The first trading week of May and that's ended at this point and I don't see the vibes. You know what they say about May, it's sell it be and go away. Not seeing that yet but definitely we're still, you know, tracking these markets. But let's see what played out at the markets there. The global markets that we track start with Europe. We see European equity markets finish broadly on Friday after US President Donald Trump threatened much higher tariffs against the EU. The pan-European stock 600 ended the day almost by 0.8% um lower with most sectors in the red and major regional bosses in London, Paris, Frankfurt and Milan all closing in negative territory. That's for Europe and it was a similar picture in Asia. I'll see the Cosby index that was down about up about 0.11% but other indexes most indexes in Asia were uh closing the red. Um that day trade then we see US equities. They rose on Friday following a better than expected April's jobs report. And the traders were also eyeing developments between the US and Iran.
S&P 500 that advanced 0.84% to end at 7,398 points while the Nasdaq composite climbed 1.71% to 26,247 points. Uh both indexes hit new all-time intraday highs in the session and closed, you know, at records. So definitely not a bad close there. That's for US markets. Then we see for the unlisted markets for the NSI there. That was at 4,158 points up 3.82%.

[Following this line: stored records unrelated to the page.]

impl NeuronCore {
    #[allow(clippy::too_many_arguments)]
    pub fn new(
        core_id: usize,
        node_id: u32,
        global_neuron_base: u64,
        num_neurons: usize,
        params: LifParameters,
        fetch: WeightFetchConfiguration,
        verify: VerifyConfiguration,
        policy: FiringPolicy,
    ) -> Self {
        let neurons = vec![NeuronState::new(params.v_rest); num_neurons];
        Self {
            core_id,
            node_id,
            num_neurons,
            global_neuron_base,
            params,
            fetch,
            verify,
            policy,
            neurons,
            inbound: VecDeque::new(),
            weight_cache: HashMap::new(),
            pending: HashMap::new(),
            next_request_id: 1,
            memory: None,
            verify_started: false,
            verify_requested: 0,
            verify_rng: Xoshiro256StarStar::seed_from_u64(VERIFY_RNG_SEED ^ core_id as u64),
            event_fallback_warned: false,
            total_cycles: 0,
            active_cycles: 0,
            stats: CoreStatistics::default(),
        }
    }

    pub fn attach_memory(&mut self, channel: Box<dyn MemoryChannel>) {
        self.memory = Some(channel);
    }

    pub fn core_id(&self) -> usize {
        self.core_id
    }

    pub fn global_neuron_base(&self) -> u64 {
        self.global_neuron_base
    }

    /// Queue a spike for processing on this core's next tick.
    pub fn deliver_spike(&mut self, spike: Spike) {
        trace!(
            "core {}: spike {} -> {} queued",
            self.core_id,
            spike.src_neuron,
            spike.dst_neuron
        );
        self.inbound.push_back(spike);
        self.stats.spikes_received += 1;
    }

    pub fn has_work(&self) -> bool {
        !self.inbound.is_empty() || self.neurons.iter().any(|n| n.v_mem > 0.1)
    }

    pub fn utilization(&self) -> f64 {
        if self.total_cycles == 0 {
            return 0.0;
        }
        self.active_cycles as f64 / self.total_cycles as f64
    }

    pub fn stats(&self) -> CoreStatistics {
        self.stats
    }

    pub fn neuron(&self, index: usize) -> &NeuronState {
        &self.neurons[index]
    }

    /// Advance the core one cycle. Fired outbound spikes are appended to
    /// `outbox` for the owning PE to route.
    pub fn tick(&mut self, cycle: Cycle, outbox: &mut Vec<Spike>) {
        self.total_cycles += 1;
        let had_work = !self.inbound.is_empty();

        if let Some(memory) = self.memory.as_mut() {
            memory.tick(cycle);
        }
        self.drain_memory_responses();

        while let Some(spike) = self.inbound.pop_front() {
            self.process_spike(&spike, cycle, outbox);
        }

        self.issue_verify_probe(cycle);

        // Refractory countdown and leak. A neuron that fired this cycle
        // keeps its full window; the countdown starts next cycle.
        for neuron in self.neurons.iter_mut() {
            if neuron.is_refractory() {
                if neuron.last_spike_cycle != cycle {
                    neuron.refractory_timer -= 1;
                }
                continue;
            }
            neuron.leak(&self.params);
        }

        for index in 0..self.num_neurons {
            self.check_and_fire(index, cycle, outbox);
        }

        if had_work {
            self.active_cycles += 1;
        }
    }

    fn process_spike(&mut self, spike: &Spike, cycle: Cycle, outbox: &mut Vec<Spike>) {
        let dst = spike.dst_neuron as u64;
        let base = self.global_neuron_base;
        if dst < base || dst >= base + self.num_neurons as u64 {
            warn!(
                "core {}: spike for unmappable neuron {} dropped",
                self.core_id, spike.dst_neuron
            );
            self.stats.dropped_unmappable += 1;
            return;
        }
        let post_local = (dst - base) as u32;

        if self.neurons[post_local as usize].is_refractory() {
            trace!(
                "core {}: neuron {} refractory, spike ignored",
                self.core_id,
                post_local
            );
            return;
        }

        let weight = self
            .fetched_weight(spike, post_local)
            .unwrap_or_else(|| self.fallback_weight(spike));
        self.neurons[post_local as usize].integrate(weight);
        trace!(
            "core {}: neuron {} v_mem={:.3} (+{:.3})",
            self.core_id,
            post_local,
            self.neurons[post_local as usize].v_mem,
            weight
        );
        self.check_and_fire(post_local as usize, cycle, outbox);
    }

    /// Probe the weight cache; on a miss under the outstanding cap, start a
    /// read. Either way the answer for this spike is immediate: the cached
    /// value or `None` for the fallback.
    fn fetched_weight(&mut self, spike: &Spike, post_local: u32) -> Option<f32> {
        if !self.fetch.enable_weight_fetch || self.memory.is_none() {
            return None;
        }
        let pre_local = self.pre_local(spike.src_neuron);
        let key = (pre_local, post_local);
        if let Some(&weight) = self.weight_cache.get(&key) {
            self.stats.weight_cache_hits += 1;
            return Some(weight);
        }
        self.stats.weight_cache_misses += 1;
        if self.pending.len() < self.fetch.max_outstanding_requests {
            self.issue_weight_request(pre_local, post_local, RequestOrigin::Synapse);
        }
        None
    }

    fn fallback_weight(&mut self, spike: &Spike) -> f32 {
        if self.fetch.use_event_weight_fallback {
            if !self.event_fallback_warned {
                warn!(
                    "core {}: using event-carried weights as the miss fallback",
                    self.core_id
                );
                self.event_fallback_warned = true;
            }
            spike.weight
        } else {
            0.0
        }
    }

    /// Row index for a pre-synaptic neuron. Sources outside this core fold
    /// modulo the matrix: each core's weight block is indexed by the
    /// source's position within its own core.
    fn pre_local(&self, src_neuron: u32) -> u32 {
        let src = src_neuron as u64;
        let base = self.global_neuron_base;
        let n = self.num_neurons as u64;
        if src >= base && src < base + n {
            (src - base) as u32
        } else {
            let pe_base = base.wrapping_sub(self.core_id as u64 * n);
            (src.wrapping_sub(pe_base) % n) as u32
        }
    }

    fn check_and_fire(&mut self, index: usize, cycle: Cycle, outbox: &mut Vec<Spike>) {
        if !self.neurons[index].try_fire(&self.params, cycle) {
            return;
        }
        self.stats.neurons_fired += 1;
        debug!(
            "core {}: neuron {} fired at cycle {}",
            self.core_id, index, cycle
        );
        let Some((dst_neuron, dst_node, weight)) = self.policy.route(self.node_id, index as u32)
        else {
            return;
        };
        let src_global = (self.global_neuron_base + index as u64) as u32;
        outbox.push(Spike::new(src_global, dst_neuron, dst_node, weight, cycle));
        self.stats.spikes_generated += 1;
    }

    /// Address of one weight: `base + (pre * N + post) * 4`.
    fn weight_addr(&self, pre: u32, post: u32) -> u64 {
        self.fetch.base_addr + (pre as u64 * self.num_neurons as u64 + post as u64) * BYTES_PER_WEIGHT
    }

    fn issue_weight_request(&mut self, pre: u32, post: u32, origin: RequestOrigin) {
        let n = self.num_neurons as u32;
        let mut post_start = post;
        let mut count_floats = 1;
        let mut is_row = false;

        if self.fetch.merge_read_row {
            is_row = true;
            post_start = 0;
            count_floats = n;
            self.stats.merged_reads_rows += 1;
        } else if self.fetch.merge_read_cacheline {
            let floats_per_line = (self.fetch.line_size_bytes / BYTES_PER_WEIGHT as u32).max(1);
            post_start = (post / floats_per_line) * floats_per_line;
            count_floats = floats_per_line.min(n - post_start);
            self.stats.merged_reads_lines += 1;
        }

        let addr = self.weight_addr(pre, post_start);
        let size = count_floats as usize * BYTES_PER_WEIGHT as usize;
        let id = self.next_request_id;
        self.next_request_id += 1;
        self.pending.insert(
            id,
            PendingRequest {
                addr,
                size,
                pre,
                post_start,
                count_floats,
                is_row,
                target_post: post,
                origin,
            },
        );
        trace!(
            "core {}: read id={} pre={} post={} addr={:#x} size={} row={}",
            self.core_id,
            id,
            pre,
            post,
            addr,
            size,
            is_row
        );
        self.memory
            .as_mut()
            .expect("issue_weight_request without memory")
            .send(MemoryRequest::Read { id, addr, size });
        self.stats.memory_requests += 1;
    }

    fn drain_memory_responses(&mut self) {
        loop {
            let Some(response) = self.memory.as_mut().and_then(|memory| memory.poll()) else {
                return;
            };
            self.handle_memory_response(response);
        }
    }

    fn handle_memory_response(&mut self, response: MemoryResponse) {
        let Some(request) = self.pending.remove(&response.id()) else {
            warn!(
                "core {}: memory response {} has no pending request",
                self.core_id,
                response.id()
            );
            self.stats.unmatched_responses += 1;
            return;
        };
        let data = match response {
            MemoryResponse::ReadResp { data, .. } => data,
            MemoryResponse::WriteResp { .. } => return,
        };

        for (offset, chunk) in data.chunks_exact(BYTES_PER_WEIGHT as usize).enumerate() {
            let post = request.post_start + offset as u32;
            if post >= self.num_neurons as u32 {
                break;
            }
            let value = f32::from_le_bytes(chunk.try_into().unwrap());
            if self.weight_cache.len() >= self.fetch.max_cache_entries {
                // Wholesale eviction keeps the bookkeeping trivial.
                self.weight_cache.clear();
            }
            self.weight_cache.insert((request.pre, post), value);
        }
        trace!(
            "core {}: cached pre={} posts {}..{} from {:#x} ({} bytes, row={})",
            self.core_id,
            request.pre,
            request.post_start,
            request.post_start + request.count_floats,
            request.addr,
            request.size,
            request.is_row
        );

        if request.origin == RequestOrigin::Verify {
            let value = self
                .weight_cache
                .get(&(request.pre, request.target_post))
                .copied()
                .unwrap_or(0.0);
            self.stats.verify_completed += 1;
            self.stats.verify_sum += value as f64;
            if (value - self.verify.expected_weight_value).abs() > self.verify.verify_epsilon {
                self.stats.verify_mismatches += 1;
                debug!(
                    "core {}: weight mismatch at ({}, {}): {} != {}",
                    self.core_id,
                    request.pre,
                    request.target_post,
                    value,
                    self.verify.expected_weight_value
                );
            }
        }
    }

    /// Sample reads against the expected constant, one probe per cycle
    /// after the warmup window, bounded by the outstanding cap.
    fn issue_verify_probe(&mut self, cycle: Cycle) {
        if !self.verify.verify_weights
            || self.memory.is_none()
            || cycle < self.fetch.memory_warmup_cycles
        {
            return;
        }
        if !self.verify_started {
            self.verify_started = true;
            debug!("core {}: weight verification started", self.core_id);
        }
        let in_flight = self.verify_requested - self.stats.verify_completed;
        if self.verify_requested >= self.verify.weight_verify_samples
            || in_flight as usize >= self.fetch.max_outstanding_requests
        {
            return;
        }
        let n = self.num_neurons as u32;
        let pre = self.verify_rng.gen_range(0..n);
        let post = self.verify_rng.gen_range(0..n);
        self.issue_weight_request(pre, post, RequestOrigin::Verify);
        self.verify_requested += 1;
    }
}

That was for the whole trading week.
Market cap for the NASD that was at 9 trillion. If we look at some of the major movers on the unlisted markets there that's in the unlisted markets. We'll see the major movers there where you know most of the yeah for the volume value and deals traded 2.83 million.
That's what was traded on the NESD market. A few weeks I think last week we saw the NGX was in the green but the NESD closed in the red. That's for the whole trading week. And we see some news there. NGX Regulation Limited they've tightened compliance requirements for online trading platforms warning that trading license holders deploying digital trading systems without prior regulatory approval could attract sanctions. The revised compliance reminder mandates all brokers operating or planning to launch web-based or mobile trading platforms to obtain written approval from NGX RegCo before deployment, migration, or introduction of any new digital trading infrastructure. Talking about trading, we see for the NGX um All-Share Index closed at 244,000 points 0.71% higher. We see the market cap 157.094 trillion naira. For the activity for the week, we see volume that was in the green there 351 billion.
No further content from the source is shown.